La plupart des élèves du conseil se lèvent avec soulagement, reprenant leurs discutions. Il faut dire que cette réunion aura été plus longue que les précédentes, et les heures réservées aux clubs sont déjà bien entamées.

Koala à côté de moi s'étire et s'adosse à sa chaise, passant une main dans ses cheveux roux.

- Bon travail, je lui souris pour l'encourager.

Elle grommelle quelque chose, mais je ne peux empêcher mon sourire de s'agrandir. Ce qu'elle est jolie, boudeuse…

Bientôt, nous sommes les derniers étudiants dans la salle du conseil, et je range les derniers papiers ou classeurs pendant que ma vice-présidente se la coule douce sur sa chaise.

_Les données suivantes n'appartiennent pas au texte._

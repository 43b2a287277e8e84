use std::path::{Path, PathBuf};

use anyhow::Context;

pub struct TraceWriter {
    dir: PathBuf,
    enabled: bool,
}

impl TraceWriter {
    pub fn new(dir: PathBuf, enabled: bool) -> anyhow::Result<Self> {
        if enabled {
            std::fs::create_dir_all(&dir)
                .with_context(|| format!("create trace dir: {}", dir.display()))?;
        }
        Ok(Self { dir, enabled })
    }

    pub fn disabled() -> Self {
        Self {
            dir: PathBuf::new(),
            enabled: false,
        }
    }

    pub fn dir(&self) -> &Path {
        &self.dir
    }

    pub fn write_named_text(&self, name: &str, text: &str) -> anyhow::Result<()> {
        if !self.enabled {
            return Ok(());
        }
        let path = self.dir.join(sanitize_filename(name));
        std::fs::write(&path, text).with_context(|| format!("write trace: {}", path.display()))?;
        Ok(())
    }

    pub fn write_unit_text(
        &self,
        segment_index: usize,
        unit_id: usize,
        attempt: usize,
        kind: &str,
        text: &str,
    ) -> anyhow::Result<()> {
        if !self.enabled {
            return Ok(());
        }
        let name = format!("seg{segment_index:02}.unit{unit_id:04}.attempt{attempt}.{kind}.txt");
        self.write_named_text(&name, text)
    }

    pub fn write_chunk_text(
        &self,
        segment_index: usize,
        chunk_index: usize,
        kind: &str,
        text: &str,
    ) -> anyhow::Result<()> {
        if !self.enabled {
            return Ok(());
        }
        let name = format!("seg{segment_index:02}.chunk{chunk_index:04}.{kind}.txt");
        self.write_named_text(&name, text)
    }
}

fn sanitize_filename(name: &str) -> String {
    let mut out = String::with_capacity(name.len());
    for ch in name.chars() {
        match ch {
            '/' | '\\' | ':' | '*' | '?' | '"' | '<' | '>' | '|' => out.push('_'),
            _ => out.push(ch),
        }
    }
    out
}

#[cfg(test)]
mod tests {
    use super::*;

    #[test]
    fn disabled_writer_writes_nothing() {
        let w = TraceWriter::disabled();
        w.write_named_text("x.txt", "body").unwrap();
    }

    #[test]
    fn unit_traces_land_in_the_trace_dir() {
        let dir = tempfile::tempdir().unwrap();
        let w = TraceWriter::new(dir.path().to_path_buf(), true).unwrap();
        w.write_unit_text(1, 3, 2, "prompt", "body").unwrap();
        let expected = dir.path().join("seg01.unit0003.attempt2.prompt.txt");
        assert_eq!(std::fs::read_to_string(expected).unwrap(), "body");
    }
}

Dehors, il pleuviote encore un peu, et le son des quelques gouttes s'égarant sur la vitre forme une jolie mélodie un peu éclectique. Je jette un regard à la fenêtre, mais la brume s'est déjà levée et l'on ne voit plus grand-chose du paysage.

Dans mon dos, Koala finit par se lever.

- On devrait y aller. Je vais rejoindre l'équipe de karaté et toi, Ace et Cara doivent t'attendre.

- Tu crois ? je m'étonne en jetant un regard à ma montre. Je ne penses pas, on a vraiment traîné aujourd'hui.

Elle hausse les épaules mais ne se départage pas de son sourire. On fait un bout de chemin ensemble, puis elle bifurque pour rejoindre le gymnase alors que je me dirige vers la sortie. La pluie est vraiment fine, et je ne prends même pas la peine de sortir mon parapluie.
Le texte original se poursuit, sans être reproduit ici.